According to the latest monthly Consumer Reports Index survey, the lack of money to pay for medical bills and medications is consistently the top financial concern of Americans.
For the last three years, the Consumer Reports National Research Center has asked people about their medication and health care use, and about ways they've been cutting costs. This year, the percentage of people who reported skimping on medication and other forms of health care rose 9 percentage points from 39% to 48%, the largest increase so far, according to Consumer Reports.
In addition, some 21% said they put off a doctor's visit; 17% delayed a medical procedure and 14% declined a medical test.

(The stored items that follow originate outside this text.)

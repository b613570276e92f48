//! lockstep: lock-step co-simulation coordinator.
//!
//! Spawns N worker simulator processes, binds each to a slot through a TCP
//! handshake, then drives them one tick at a time: every worker receives the
//! same outbound frame and answers with its own state frame.

pub mod bridge;
pub mod counter;
pub mod event_loop;
pub mod listener;
pub mod logging;
pub mod orchestrator;
pub mod process;
pub mod registry;
pub mod stimulus;
pub mod worker;

pub const VERSION: &str = env!("CARGO_PKG_VERSION");

pub use bridge::{Scalar, StateFrame};
pub use event_loop::ShutdownHandle;
pub use orchestrator::{
    LoopEvent, Orchestrator, OrchestratorConfig, OrchestratorError, OrchestratorState,
    SlotFailure, TickResult,
};
pub use process::{CommandSpawner, LaunchTemplate, SpawnError, SpawnedWorker, WorkerSpawner};
pub use registry::{ConnId, ConnectionRegistry};
pub use stimulus::Stimulus;
pub use worker::{TickHandler, WorkerConfig, WorkerError, run_worker};
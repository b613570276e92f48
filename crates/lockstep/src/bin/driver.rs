//! Reference driver: spawns workers and runs the counter stimulus.
//!
//! Usage: lockstep-driver [--workers N] [--port P] [--cycles C] -- <program> [args...]

use std::process;

use lockstep::logging::init_tracing;
use lockstep::orchestrator::{DEFAULT_PORT, Orchestrator, OrchestratorConfig, OrchestratorError};
use lockstep::process::LaunchTemplate;
use lockstep::stimulus::Stimulus;

const DEFAULT_WORKERS: usize = 4;

#[derive(Debug)]
struct Args {
    workers: usize,
    port: u16,
    cycles: Option<u64>,
    launch: LaunchTemplate,
}

fn main() {
    let args: Vec<String> = std::env::args().collect();

    let args = match parse_args(&args) {
        Ok(args) => args,
        Err(msg) => {
            eprintln!("error: {msg}");
            eprintln!();
            eprintln!("Usage: lockstep-driver [OPTIONS] -- <program> [args...]");
            eprintln!();
            eprintln!("Options:");
            eprintln!("  --workers <n>    Number of worker processes [default: {DEFAULT_WORKERS}]");
            eprintln!("  --port <port>    Coordinator port, 0 for any [default: {DEFAULT_PORT}]");
            eprintln!("  --cycles <n>     Ticks to run [default: until power off]");
            process::exit(2);
        }
    };

    init_tracing();
    if let Err(e) = run(args) {
        eprintln!("error: {e:#}");
        process::exit(1);
    }
}

fn parse_args(args: &[String]) -> Result<Args, String> {
    let mut workers = DEFAULT_WORKERS;
    let mut port = DEFAULT_PORT;
    let mut cycles = None;

    let mut i = 1; // skip argv[0]
    while i < args.len() {
        match args[i].as_str() {
            "--workers" => {
                i += 1;
                workers = parse_value(args.get(i), "--workers")?;
                if workers == 0 {
                    return Err("--workers must be at least 1".to_string());
                }
            }
            "--port" => {
                i += 1;
                port = parse_value(args.get(i), "--port")?;
            }
            "--cycles" => {
                i += 1;
                cycles = Some(parse_value(args.get(i), "--cycles")?);
            }
            "--" => {
                i += 1;
                break;
            }
            "--help" | "-h" => return Err("".to_string()),
            arg => return Err(format!("unexpected argument: {arg}")),
        }
        i += 1;
    }

    let program = args
        .get(i)
        .ok_or("missing worker program after `--`")?
        .clone();
    let launch = LaunchTemplate::new(program).with_args(args[i + 1..].iter().cloned());
    Ok(Args {
        workers,
        port,
        cycles,
        launch,
    })
}

fn parse_value<T: std::str::FromStr>(value: Option<&String>, flag: &str) -> Result<T, String> {
    let value = value.ok_or_else(|| format!("{flag} requires a value"))?;
    value
        .parse()
        .map_err(|_| format!("invalid value for {flag}: {value}"))
}

fn run(args: Args) -> anyhow::Result<()> {
    let runtime = tokio::runtime::Builder::new_current_thread()
        .enable_all()
        .build()?;
    runtime.block_on(drive(args))
}

async fn drive(args: Args) -> anyhow::Result<()> {
    let stimulus = Stimulus::reference();
    let cycles = args
        .cycles
        .or_else(|| stimulus.power_off_cycle().map(|c| c + 1))
        .unwrap_or(1);

    tracing::info!(version = lockstep::VERSION, workers = args.workers, cycles, "Starting driver");
    let config = OrchestratorConfig::new(args.workers, args.launch).with_port(args.port);
    let mut orchestrator = Orchestrator::new(config);

    let shutdown = orchestrator.shutdown_handle();
    tokio::spawn(async move {
        if tokio::signal::ctrl_c().await.is_ok() {
            tracing::info!("Interrupt received, stopping");
            shutdown.shutdown();
        }
    });

    let outcome = exchange(&mut orchestrator, &stimulus, cycles).await;
    orchestrator.shutdown().await?;

    match outcome {
        Err(OrchestratorError::Interrupted) => {
            tracing::warn!(completed = orchestrator.cycles(), "Run interrupted");
            Ok(())
        }
        other => other.map_err(Into::into),
    }
}

async fn exchange(
    orchestrator: &mut Orchestrator,
    stimulus: &Stimulus,
    cycles: u64,
) -> Result<(), OrchestratorError> {
    orchestrator.spawn().await?;
    orchestrator.wait_ready().await?;

    for outbound in stimulus.frames(cycles) {
        let result = orchestrator.on_tick(&outbound).await?;
        for (slot, inbound) in &result.frames {
            tracing::info!(cycle = result.cycle, slot, %outbound, %inbound, "Tick");
        }
        for (slot, failure) in &result.failures {
            tracing::warn!(cycle = result.cycle, slot, ?failure, "Slot failed");
        }
        if result.frames.is_empty() {
            tracing::warn!(cycle = result.cycle, "No workers responding, stopping");
            break;
        }
    }
    Ok(())
}

#[cfg(test)]
mod tests {
    use super::*;

    fn argv(args: &[&str]) -> Vec<String> {
        std::iter::once("lockstep-driver")
            .chain(args.iter().copied())
            .map(String::from)
            .collect()
    }

    #[test]
    fn parses_flags_and_launch_command() {
        let args = parse_args(&argv(&[
            "--workers", "2", "--port", "0", "--cycles", "10", "--", "sim", "--fast",
        ]))
        .unwrap();
        assert_eq!(args.workers, 2);
        assert_eq!(args.port, 0);
        assert_eq!(args.cycles, Some(10));
        assert_eq!(args.launch.command_line(5), vec!["sim", "--fast", "5"]);
    }

    #[test]
    fn defaults() {
        let args = parse_args(&argv(&["--", "sim"])).unwrap();
        assert_eq!(args.workers, DEFAULT_WORKERS);
        assert_eq!(args.port, DEFAULT_PORT);
        assert_eq!(args.cycles, None);
    }

    #[test]
    fn rejects_bad_input() {
        assert!(parse_args(&argv(&[])).is_err());
        assert!(parse_args(&argv(&["--workers", "0", "--", "sim"])).is_err());
        assert!(parse_args(&argv(&["--port", "big", "--", "sim"])).is_err());
        assert!(parse_args(&argv(&["sim"])).is_err());
    }
}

Some folks went further: 16% didn't fill a prescription; 13% took expired medication; 12% skipped a dose without asking a doctor or pharmacist; 8% split pills in half without telling their doctor or pharmacist and 4% shared a prescription with somebody.
Consumer Reports offers this advice:
If cost is an issue, raise it with your doctor when he or she prescribes a medication, especially one you might have to take long-term for a chronic condition. Ask if there is a generic version. If not, ask if there is a generic drug in the same "class" of drugs that might work as well. Sometimes even a drug in a different chemical class but with a similar therapeutic effect might just do the trick. That is often this case with drugs that treat such common conditions as allergies, diabetes, heartburn, high cholesterol, and osteoarthritis.
Talk with your pharmacist about costs, too. Ask about special discount generic drug programs. Many chain pharmacies offer a month's supply for about $4 or three months for $10, though restrictions do apply. Your local independent pharmacists might be willing to match those prices.
Finally, avoid free samples when possible. They're usually for the most expensive medications that don't have generic equivalents, and that can cost you when it's time to fill the prescription.